Für einen entspannten Umgang miteinander


Kinder werden erwachsen, Eltern werden alt. Diese Tatsache wirft einige Probleme auf, die in "Wenn alte Eltern schwierig werden" im Mittelpunkt stehen. Verfasst wurde der 127-seitige Taschenbuchratgeber aus dem Patmos-Verlag von der Psychologin Claudine Badey-Rodriguez und Rietje Vonk, einer Journalistin mit dem Schwerpunkt Psychologie.

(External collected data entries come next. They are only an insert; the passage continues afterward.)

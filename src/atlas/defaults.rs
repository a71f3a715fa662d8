//! Built-in legacy layouts.
//!
//! Fallback position tables for the classic 16×16 `terrain.png` and
//! `gui/items.png` grids, used when a profile has no coordinate-map file.
//! Names follow the modern per-file texture names so a current asset tree
//! can feed them directly.

use super::CoordinateMap;
use crate::assets::AssetKind;
use serde::{Deserialize, Serialize};
use std::path::Path;

/// Legacy grids are always 16 cells square.
pub const LEGACY_GRID: u32 = 16;

/// Nominal cell size of the legacy grids.
pub const LEGACY_CELL_SIZE: u32 = 16;

/// Which built-in table an atlas falls back to.
#[derive(Debug, Clone, Copy, PartialEq, Eq, Hash, Serialize, Deserialize, Default)]
#[serde(rename_all = "lowercase")]
pub enum DefaultLayout {
    #[default]
    Terrain,
    Items,
}

impl DefaultLayout {
    /// Guess the layout from an atlas file name (`items.png` ⇒ items).
    pub fn for_atlas_file(path: &Path) -> Self {
        let stem = path.file_stem().and_then(|s| s.to_str()).unwrap_or_default();
        if stem.eq_ignore_ascii_case("items") {
            DefaultLayout::Items
        } else {
            DefaultLayout::Terrain
        }
    }

    /// The built-in coordinate map for this layout.
    pub fn map(self) -> CoordinateMap {
        let positions = match self {
            DefaultLayout::Terrain => TERRAIN_POSITIONS,
            DefaultLayout::Items => ITEM_POSITIONS,
        };
        CoordinateMap::from_positions(LEGACY_GRID, LEGACY_GRID, LEGACY_CELL_SIZE, positions)
    }

    /// Matching routing category.
    pub fn category(self) -> LegacyCategory {
        match self {
            DefaultLayout::Terrain => LegacyCategory::Terrain,
            DefaultLayout::Items => LegacyCategory::Items,
        }
    }
}

/// Where the legacy heuristics send a texture.
#[derive(Debug, Clone, Copy, PartialEq, Eq)]
pub enum LegacyCategory {
    /// Composed into the terrain grid
    Terrain,
    /// Composed into the items grid
    Items,
    /// Rendered from an entity sheet; never composed
    Entity,
}

/// Route a texture by name for the legacy fallback layouts.
///
/// Names are matched on `_`-separated segments, so `redstone_torch` is a
/// torch but `chestplate` is not a chest. Torches and placed door halves
/// live on the terrain grid even when they sit under an item directory;
/// door items use the items grid; chests are entity-rendered and stay out
/// of both grids.
pub fn legacy_category(name: &str, kind: AssetKind) -> LegacyCategory {
    let lower = name.to_ascii_lowercase();
    let has = |word: &str| lower.split('_').any(|segment| segment == word);

    if has("chest") {
        return LegacyCategory::Entity;
    }
    if has("torch") {
        return LegacyCategory::Terrain;
    }
    if has("door") {
        return if kind == AssetKind::ItemTexture {
            LegacyCategory::Items
        } else {
            LegacyCategory::Terrain
        };
    }

    match kind {
        AssetKind::ItemTexture => LegacyCategory::Items,
        _ => LegacyCategory::Terrain,
    }
}

#[rustfmt::skip]
const TERRAIN_POSITIONS: &[(&str, u32, u32)] = &[
    ("grass_block_top", 0, 0), ("stone", 1, 0), ("dirt", 2, 0), ("grass_block_side", 3, 0),
    ("oak_planks", 4, 0), ("smooth_stone_slab_side", 5, 0), ("smooth_stone", 6, 0),
    ("bricks", 7, 0), ("tnt_side", 8, 0), ("tnt_top", 9, 0), ("tnt_bottom", 10, 0),
    ("cobweb", 11, 0), ("poppy", 12, 0), ("dandelion", 13, 0), ("unused", 14, 0),
    ("oak_sapling", 15, 0),
    ("cobblestone", 0, 1), ("bedrock", 1, 1), ("sand", 2, 1), ("gravel", 3, 1),
    ("oak_log", 4, 1), ("oak_log_top", 5, 1), ("iron_block", 6, 1), ("gold_block", 7, 1),
    ("diamond_block", 8, 1), ("unused", 9, 1), ("unused", 10, 1), ("unused", 11, 1),
    ("red_mushroom", 12, 1), ("brown_mushroom", 13, 1),
    ("gold_ore", 0, 2), ("iron_ore", 1, 2), ("coal_ore", 2, 2), ("bookshelf", 3, 2),
    ("mossy_cobblestone", 4, 2), ("obsidian", 5, 2), ("grass_block_side_overlay", 6, 2),
    ("short_grass", 7, 2), ("crafting_table_top", 11, 2), ("furnace_front", 12, 2),
    ("furnace_side", 13, 2), ("dispenser_front", 14, 2),
    ("sponge", 0, 3), ("glass", 1, 3), ("diamond_ore", 2, 3), ("redstone_ore", 3, 3),
    ("oak_leaves", 4, 3), ("crafting_table_side", 11, 3), ("crafting_table_front", 12, 3),
    ("furnace_front_on", 13, 3), ("furnace_top", 14, 3), ("spruce_sapling", 15, 3),
    ("white_wool", 0, 4), ("spawner", 1, 4), ("snow", 2, 4), ("ice", 3, 4),
    ("grass_block_snow", 4, 4), ("cactus_top", 5, 4), ("cactus_side", 6, 4),
    ("cactus_bottom", 7, 4), ("clay", 8, 4), ("sugar_cane", 9, 4), ("jukebox_side", 10, 4),
    ("jukebox_top", 11, 4), ("birch_sapling", 15, 4),
    ("torch", 0, 5), ("oak_door_top", 1, 5), ("iron_door_top", 2, 5), ("ladder", 3, 5),
    ("farmland_moist", 6, 5), ("farmland", 7, 5), ("wheat_stage0", 8, 5),
    ("lever", 0, 6), ("oak_door_bottom", 1, 6), ("iron_door_bottom", 2, 6),
    ("redstone_torch", 3, 6), ("pumpkin_top", 6, 6), ("netherrack", 7, 6),
    ("soul_sand", 8, 6), ("glowstone", 9, 6),
    ("rail_corner", 0, 7), ("pumpkin_side", 6, 7), ("carved_pumpkin", 7, 7),
    ("jack_o_lantern", 8, 7), ("cake_top", 9, 7),
    ("rail", 0, 8), ("cake_side", 10, 7),
    ("lapis_ore", 0, 10), ("lapis_block", 0, 9),
    ("sandstone_top", 0, 11), ("sandstone", 0, 12), ("sandstone_bottom", 0, 13),
    ("water_still", 13, 12), ("lava_still", 13, 14),
];

#[rustfmt::skip]
const ITEM_POSITIONS: &[(&str, u32, u32)] = &[
    ("leather_helmet", 0, 0), ("chainmail_helmet", 1, 0), ("iron_helmet", 2, 0),
    ("diamond_helmet", 3, 0), ("golden_helmet", 4, 0), ("flint_and_steel", 5, 0),
    ("flint", 6, 0), ("coal", 7, 0), ("string", 8, 0), ("wheat_seeds", 9, 0),
    ("apple", 10, 0), ("golden_apple", 11, 0), ("egg", 12, 0), ("sugar", 13, 0),
    ("snowball", 14, 0),
    ("leather_chestplate", 0, 1), ("chainmail_chestplate", 1, 1), ("iron_chestplate", 2, 1),
    ("diamond_chestplate", 3, 1), ("golden_chestplate", 4, 1), ("bow", 5, 1),
    ("brick", 6, 1), ("iron_ingot", 7, 1), ("feather", 8, 1), ("wheat", 9, 1),
    ("painting", 10, 1), ("sugar_cane", 11, 1), ("bone", 12, 1), ("cake", 13, 1),
    ("slime_ball", 14, 1),
    ("bucket", 10, 4), ("water_bucket", 11, 4), ("lava_bucket", 12, 4), ("milk_bucket", 13, 4),
    ("oak_door", 11, 2), ("iron_door", 12, 2), ("bed", 13, 2),
    ("stick", 5, 3), ("compass", 6, 3), ("diamond", 7, 3), ("redstone", 8, 3),
    ("clay_ball", 9, 3), ("paper", 10, 3), ("book", 11, 3), ("map", 12, 3),
    ("wooden_sword", 0, 4), ("stone_sword", 1, 4), ("iron_sword", 2, 4),
    ("diamond_sword", 3, 4), ("golden_sword", 4, 4),
    ("wooden_shovel", 0, 5), ("stone_shovel", 1, 5), ("iron_shovel", 2, 5),
    ("diamond_shovel", 3, 5), ("golden_shovel", 4, 5),
    ("wooden_pickaxe", 0, 6), ("stone_pickaxe", 1, 6), ("iron_pickaxe", 2, 6),
    ("diamond_pickaxe", 3, 6), ("golden_pickaxe", 4, 6),
    ("wooden_axe", 0, 7), ("stone_axe", 1, 7), ("iron_axe", 2, 7),
    ("diamond_axe", 3, 7), ("golden_axe", 4, 7),
    ("gold_ingot", 7, 2), ("bowl", 7, 4), ("mushroom_stew", 8, 4),
    ("minecart", 7, 8), ("saddle", 8, 6), ("fishing_rod", 5, 4), ("clock", 6, 4),
    ("gunpowder", 8, 2), ("unused", 15, 15),
];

Wann werden Eltern überhaupt alt? Diese Frage gilt es vorweg zu klären, und die Autorinnen legen den Beginn des Rentendaseins als Schwelle fest. Damit soll nicht behauptet werden, wer in den Ruhestand gehe, sei automatisch alt, nein, aber der Ruhestand, auch wenn manch einer ihn vielleicht lang herbeigesehnt hat, fordert den Menschen einiges ab. Dies liegt vor allem darin begründet, dass die meisten Menschen sich über ihre Arbeit definieren. Ein Dasein als Senior zu führen, ohne die berufliche Funktion ständig präsentieren zu können, bedeutet einen radikalen Einschnitt in das Leben. Was durchaus als Gewinn und Neuanfang verstanden werden kann, führt oftmals zu Problemen: Ehekrisen, Verlust von Bekannten, das Bewusstsein, wenige Interessen gepflegt zu haben, der Verlust eines Stücks der eigenen Identität, die erst wieder neu definiert werden will, der mögliche Kampf gegen das Bild der strickenden Oma oder des Modelle bastelnden Opas.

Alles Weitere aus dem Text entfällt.